“A ideia das políticas anti-imigração é evitar que os migrantes cheguem às costas europeias, que estejam o mais afastados possível. E tratar dos seus pedidos de asilo o mais longe possível. Assim, não terão dificuldade em expulsar as populações que não pretendem acolher”, considera, em entrevista à Lusa, Mehdi Alioua, sociólogo, professor de Ciências Políticas na Universidade Internacional de Rabat (UIR) e ativista antirracista.

“O objetivo consiste em colocar os migrantes em centros situados em países africanos e fazer uma triagem. Isso começou a acontecer na Líbia, e está a ser efetuado por mercenários pagos pela União Europeia. Há uma fronteira que se estende cada vez mais para o interior do território africano”, refere.
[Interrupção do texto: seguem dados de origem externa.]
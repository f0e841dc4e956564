//! Product catalog module.
//!
//! Contains the product and variant types and the static catalog store.

mod builtin;
mod product;
mod store;

pub use product::{Product, ProductVariant, StockStatus, LOW_STOCK_THRESHOLD};
pub use store::{Catalog, SortOption};
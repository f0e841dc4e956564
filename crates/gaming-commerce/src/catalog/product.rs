//! Product and variant types.

use crate::ids::{ProductId, VariantId};
use crate::money::Price;
use serde::{Deserialize, Serialize};

/// Stock below this count is reported as low.
pub const LOW_STOCK_THRESHOLD: u32 = 5;

/// A product in the catalog.
#[derive(Debug, Clone, Serialize, Deserialize, PartialEq, Eq)]
#[serde(rename_all = "camelCase")]
pub struct Product {
    /// Unique product identifier.
    pub id: ProductId,
    /// Product name.
    pub name: String,
    /// URL-friendly slug (unique).
    pub slug: String,
    /// Full description.
    #[serde(default)]
    pub description: String,
    /// Base price, inherited by variants without their own.
    #[serde(default)]
    pub price: Price,
    /// Listing image.
    #[serde(default)]
    pub image_url: String,
    /// Category name (e.g., "consoles").
    pub category: String,
    /// Shown on the landing page.
    #[serde(default)]
    pub featured: bool,
    /// Purchasable variants.
    #[serde(default)]
    pub variants: Vec<ProductVariant>,
}

impl Product {
    /// Look up one of this product's variants by ID.
    pub fn variant(&self, id: &VariantId) -> Option<&ProductVariant> {
        self.variants.iter().find(|v| &v.id == id)
    }

    /// Find the variant with the given color and size.
    pub fn find_variant(&self, color: &str, size: &str) -> Option<&ProductVariant> {
        self.variants
            .iter()
            .find(|v| v.color == color && v.size == size)
    }

    /// Distinct variant colors, in catalog order.
    pub fn colors(&self) -> Vec<&str> {
        distinct(self.variants.iter().map(|v| v.color.as_str()))
    }

    /// Distinct variant sizes, in catalog order.
    pub fn sizes(&self) -> Vec<&str> {
        distinct(self.variants.iter().map(|v| v.size.as_str()))
    }

    /// Price a variant of this product sells for.
    pub fn price_of(&self, variant: &ProductVariant) -> Price {
        variant.price.unwrap_or(self.price)
    }

    /// Total stock across all variants.
    pub fn total_stock(&self) -> u32 {
        self.variants.iter().map(|v| v.stock).sum()
    }
}

/// A purchasable color/size combination of a product.
#[derive(Debug, Clone, Serialize, Deserialize, PartialEq, Eq)]
#[serde(rename_all = "camelCase")]
pub struct ProductVariant {
    /// Unique across the whole catalog; carts key on it.
    pub id: VariantId,
    /// Parent product ID.
    pub product_id: ProductId,
    /// Color option.
    pub color: String,
    /// Size/edition option.
    pub size: String,
    /// Price override; `None` means the product's base price.
    #[serde(default)]
    pub price: Option<Price>,
    /// Units in stock.
    #[serde(default)]
    pub stock: u32,
    /// Variant image, if different from the product's.
    #[serde(default, skip_serializing_if = "Option::is_none")]
    pub image_url: Option<String>,
}

/// Stock availability of a variant.
#[derive(Debug, Clone, Copy, PartialEq, Eq)]
pub enum StockStatus {
    /// Plenty left.
    InStock,
    /// Fewer than [`LOW_STOCK_THRESHOLD`] left.
    LowStock(u32),
    /// None left.
    OutOfStock,
}

impl ProductVariant {
    /// Current stock status.
    pub fn stock_status(&self) -> StockStatus {
        match self.stock {
            0 => StockStatus::OutOfStock,
            n if n < LOW_STOCK_THRESHOLD => StockStatus::LowStock(n),
            _ => StockStatus::InStock,
        }
    }

    /// Check if this variant can be bought at all.
    pub fn is_in_stock(&self) -> bool {
        self.stock > 0
    }

    /// Cap a requested quantity at the units in stock.
    pub fn clamp_quantity(&self, requested: i64) -> i64 {
        requested.min(i64::from(self.stock))
    }

    /// Human-readable option label (e.g., "White / Digital Edition").
    pub fn label(&self) -> String {
        format!("{} / {}", self.color, self.size)
    }
}

fn distinct<'a>(values: impl Iterator<Item = &'a str>) -> Vec<&'a str> {
    let mut seen = Vec::new();
    for value in values {
        if !seen.contains(&value) {
            seen.push(value);
        }
    }
    seen
}

#[cfg(test)]
mod tests {
    use super::*;

    fn variant(
        id: &str,
        color: &str,
        size: &str,
        price: Option<i64>,
        stock: u32,
    ) -> ProductVariant {
        ProductVariant {
            id: VariantId::new(id),
            product_id: ProductId::new("1"),
            color: color.to_string(),
            size: size.to_string(),
            price: price.map(Price::from_cents),
            stock,
            image_url: None,
        }
    }

    fn product() -> Product {
        Product {
            id: ProductId::new("1"),
            name: "PlayStation 5".to_string(),
            slug: "playstation-5".to_string(),
            description: String::new(),
            price: Price::from_cents(49999),
            image_url: String::new(),
            category: "consoles".to_string(),
            featured: true,
            variants: vec![
                variant("1-1", "White", "Standard Edition", None, 10),
                variant("1-2", "White", "Digital Edition", Some(39999), 3),
                variant("1-3", "Black", "Standard Edition", Some(54999), 0),
            ],
        }
    }

    #[test]
    fn test_options() {
        let p = product();
        assert_eq!(p.colors(), vec!["White", "Black"]);
        assert_eq!(p.sizes(), vec!["Standard Edition", "Digital Edition"]);
        assert_eq!(p.total_stock(), 13);
    }

    #[test]
    fn test_find_variant() {
        let p = product();
        let found = p.find_variant("Black", "Standard Edition").unwrap();
        assert_eq!(found.id.as_str(), "1-3");
        assert!(p.find_variant("Black", "Digital Edition").is_none());
        assert_eq!(p.variant(&VariantId::new("1-2")).unwrap().color, "White");
    }

    #[test]
    fn test_price_inheritance() {
        let p = product();
        assert_eq!(p.price_of(&p.variants[0]), Price::from_cents(49999));
        assert_eq!(p.price_of(&p.variants[1]), Price::from_cents(39999));
    }

    #[test]
    fn test_stock_status() {
        let p = product();
        assert_eq!(p.variants[0].stock_status(), StockStatus::InStock);
        assert_eq!(p.variants[1].stock_status(), StockStatus::LowStock(3));
        assert_eq!(p.variants[2].stock_status(), StockStatus::OutOfStock);
        assert!(!p.variants[2].is_in_stock());
    }

    #[test]
    fn test_clamp_quantity() {
        let p = product();
        assert_eq!(p.variants[1].clamp_quantity(2), 2);
        assert_eq!(p.variants[1].clamp_quantity(7), 3);
    }

    #[test]
    fn test_json_shape() {
        let v = variant("1-2", "White", "Digital Edition", None, 15);
        let json = serde_json::to_value(&v).unwrap();
        assert_eq!(json["productId"], "1");
        assert!(json["price"].is_null());
        assert!(json.get("imageUrl").is_none());
    }
}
O académico sublinha que na Europa, onde vigora o Estado de direito, os migrantes e refugiados não podem ser expulsos de imediato e de forma compulsiva, como sucedia em Marrocos ou ainda sucede na Argélia, sob o risco de existirem condenações pelo Tribunal europeu dos direitos humanos, ou mesmo por tribunais do próprio país.

“Por exemplo, os franceses expulsam cerca de 20.000 pessoas por ano e isso custa muitíssimo caro. Primeiro é preciso que passem por um juiz, depois há o apelo, depois metê-los num avião, é caro…”, indica.
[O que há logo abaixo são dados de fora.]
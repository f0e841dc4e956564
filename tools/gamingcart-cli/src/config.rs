//! CLI configuration.

use std::path::Path;

use anyhow::{Context, Result};
use serde::{Deserialize, Serialize};

/// Names searched for, in order, when no `--config` is given.
pub const CONFIG_FILE_NAMES: [&str; 3] = ["gamingcart.toml", ".gamingcart.toml", "gamingcart.json"];

/// CLI configuration file.
#[derive(Debug, Clone, Default, Serialize, Deserialize)]
pub struct CliConfig {
    /// Where the cart, accounts and session live.
    #[serde(default)]
    pub storage: StorageConfig,

    /// Log filter and output format.
    #[serde(default)]
    pub logging: LoggingConfig,

    /// Account settings.
    #[serde(default)]
    pub auth: AuthConfig,
}

impl CliConfig {
    /// Load config from a file.
    pub fn load(path: &Path) -> Result<Self> {
        let content = std::fs::read_to_string(path)
            .with_context(|| format!("Failed to read config file: {}", path.display()))?;

        if path.extension().is_some_and(|e| e == "json") {
            serde_json::from_str(&content)
                .with_context(|| format!("Failed to parse JSON config: {}", path.display()))
        } else {
            toml::from_str(&content)
                .with_context(|| format!("Failed to parse TOML config: {}", path.display()))
        }
    }
}

/// Storage configuration.
#[derive(Debug, Clone, Serialize, Deserialize)]
pub struct StorageConfig {
    /// Data directory, relative to the working directory unless absolute.
    #[serde(default = "default_storage_dir")]
    pub dir: String,

    /// Slot holding the cart snapshot.
    #[serde(default = "default_cart_key")]
    pub cart_key: String,

    /// Optional JSON product list replacing the built-in catalog.
    #[serde(default, skip_serializing_if = "Option::is_none")]
    pub catalog: Option<String>,
}

fn default_storage_dir() -> String {
    ".gamingcart".to_string()
}

fn default_cart_key() -> String {
    gaming_commerce::cart::DEFAULT_CART_KEY.to_string()
}

impl Default for StorageConfig {
    fn default() -> Self {
        Self {
            dir: default_storage_dir(),
            cart_key: default_cart_key(),
            catalog: None,
        }
    }
}

/// Logging configuration.
#[derive(Debug, Clone, Serialize, Deserialize)]
pub struct LoggingConfig {
    /// Default filter directive; `RUST_LOG` wins when set.
    #[serde(default = "default_level")]
    pub level: String,

    #[serde(default)]
    pub format: LogFormat,
}

fn default_level() -> String {
    "warn".to_string()
}

impl Default for LoggingConfig {
    fn default() -> Self {
        Self {
            level: default_level(),
            format: LogFormat::default(),
        }
    }
}

/// Log output format.
#[derive(Debug, Clone, Copy, Default, PartialEq, Eq, Serialize, Deserialize)]
#[serde(rename_all = "lowercase")]
pub enum LogFormat {
    #[default]
    Text,
    Json,
}

/// Account configuration.
#[derive(Debug, Clone, Default, Serialize, Deserialize)]
pub struct AuthConfig {
    /// Emails that get the admin role when they register.
    #[serde(default)]
    pub admin_emails: Vec<String>,
}

#[cfg(test)]
mod tests {
    use super::*;

    #[test]
    fn test_empty_file_uses_defaults() {
        let config: CliConfig = toml::from_str("").unwrap();
        assert_eq!(config.storage.dir, ".gamingcart");
        assert_eq!(config.storage.cart_key, "cart");
        assert_eq!(config.logging.level, "warn");
        assert_eq!(config.logging.format, LogFormat::Text);
        assert!(config.auth.admin_emails.is_empty());
    }

    #[test]
    fn test_load_toml_and_json() {
        let dir = tempfile::tempdir().unwrap();

        let toml_path = dir.path().join("gamingcart.toml");
        let toml = "[storage]\n\
                    dir = \"/var/lib/gamingcart\"\n\
                    cart_key = \"guest-cart\"\n\
                    \n\
                    [logging]\n\
                    format = \"json\"\n";
        std::fs::write(&toml_path, toml).unwrap();
        let config = CliConfig::load(&toml_path).unwrap();
        assert_eq!(config.storage.dir, "/var/lib/gamingcart");
        assert_eq!(config.storage.cart_key, "guest-cart");
        assert_eq!(config.logging.format, LogFormat::Json);

        let json_path = dir.path().join("gamingcart.json");
        std::fs::write(&json_path, r#"{"auth":{"admin_emails":["boss@example.com"]}}"#).unwrap();
        let config = CliConfig::load(&json_path).unwrap();
        assert_eq!(config.auth.admin_emails, vec!["boss@example.com"]);
        assert_eq!(config.storage.cart_key, "cart");
    }

    #[test]
    fn test_load_reports_bad_file() {
        let dir = tempfile::tempdir().unwrap();
        let path = dir.path().join("gamingcart.toml");
        std::fs::write(&path, "[storage\n").unwrap();

        let err = CliConfig::load(&path).unwrap_err();
        assert!(format!("{err:#}").contains("Failed to parse TOML config"));
    }
}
Mehdi Alioua deteta um “verdadeiro problema” nesta abordagem, e quando os países africanos diretamente envolvidos no fenómeno migratório necessitam do apoio europeu para o reforço dos direitos humanos nos seus países.
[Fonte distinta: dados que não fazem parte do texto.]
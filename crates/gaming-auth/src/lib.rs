//! Identity for GamingCart.
//!
//! The storefront only ever talks to an [`IdentityProvider`]: who is signed
//! in and with which [`Role`]. [`LocalIdentityProvider`] implements it on top
//! of the local key-value store, and the guards in [`access`] turn the
//! signal into allow/deny decisions for gated views.

pub mod access;
mod error;
mod password;
mod provider;
mod user;

pub use access::{require_authenticated, require_role};
pub use error::AuthError;
pub use password::PasswordHasher;
pub use provider::{IdentityProvider, LocalIdentityProvider, MIN_PASSWORD_LENGTH};
pub use user::{Account, Role, User, UserId};
//! Password hashing.

use argon2::password_hash::rand_core::OsRng;
use argon2::password_hash::{self, PasswordHash, PasswordVerifier, SaltString};
use argon2::{Algorithm, Argon2, Params, Version};

use crate::AuthError;

/// Argon2id password hasher.
#[derive(Debug, Clone)]
pub struct PasswordHasher {
    params: Params,
}

impl Default for PasswordHasher {
    fn default() -> Self {
        Self {
            params: Params::default(),
        }
    }
}

impl PasswordHasher {
    /// Create a hasher with explicit cost parameters.
    ///
    /// `memory_kib` is the memory cost in KiB, `iterations` the time cost.
    pub fn new(memory_kib: u32, iterations: u32) -> Result<Self, AuthError> {
        let params = Params::new(memory_kib, iterations, 1, None)
            .map_err(|e| AuthError::Hashing(e.to_string()))?;
        Ok(Self { params })
    }

    fn argon2(&self) -> Argon2<'static> {
        Argon2::new(Algorithm::Argon2id, Version::V0x13, self.params.clone())
    }

    /// Hash a password into a PHC string.
    pub fn hash(&self, password: &str) -> Result<String, AuthError> {
        use argon2::PasswordHasher as _;

        let salt = SaltString::generate(&mut OsRng);
        let hash = self
            .argon2()
            .hash_password(password.as_bytes(), &salt)
            .map_err(|e| AuthError::Hashing(e.to_string()))?;
        Ok(hash.to_string())
    }

    /// Verify a password against a PHC string.
    ///
    /// The cost parameters embedded in the hash win over this hasher's.
    pub fn verify(&self, password: &str, hash: &str) -> Result<bool, AuthError> {
        let parsed = PasswordHash::new(hash).map_err(|e| AuthError::Hashing(e.to_string()))?;
        match self.argon2().verify_password(password.as_bytes(), &parsed) {
            Ok(()) => Ok(true),
            Err(password_hash::Error::Password) => Ok(false),
            Err(e) => Err(AuthError::Hashing(e.to_string())),
        }
    }
}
“Em Marrocos existe uma nova política migratória baseada no direito, e o apoio europeu é interessante e serve os interesses da Europa. Mas caso se apoiem os mercenários líbios surgem os mercados de escravos, como sucedeu. As pessoas que se divertiam a vender negros pela internet incluem milícias que são pagas pela Europa. E isso coloca um verdadeiro problema, muito grave, e que permanece”, assinala o académico, que na quinta-feira participou no Ciclo de Migrações a decorrer no Teatro Maria Matos, em Lisboa, com um programa de debates, fóruns e espetáculos.

“Quando existe o caos, a guerra, é o mais forte que ganha, e convém que seja alimentado. Não pode ficar forte muito tempo se não tiver balas. O dinheiro implica chantagem, os mercenários dizem, ‘deem-me armas para impedir que os migrantes entrem na vossa casa’. E depois dizem às famílias dos migrantes, ‘deem-me dinheiro senão matamo-los’. E se a família não paga, vendem-nos como escravos a outros líbios”, acrescentou.

O investigador do LePoSHS (Estudos Políticos) da UIR e corresponsável pelo projeto Movida, uma rede de observação de mobilidades, denuncia uma abordagem que pode reduzir à “escravatura moderna” milhares de pessoas.

O académico e ativista antirracista recorda que na Europa sempre existiram migrações internas num continente também construído sobre a mobilidade, e em direção a África. E que no século XX houve muita imigração europeia para o continente vizinho, e não eram colonos, antes pessoas pobres que iam em busca de trabalho como os migrantes portugueses que trabalharam nas indústrias conserveiras em Marrocos.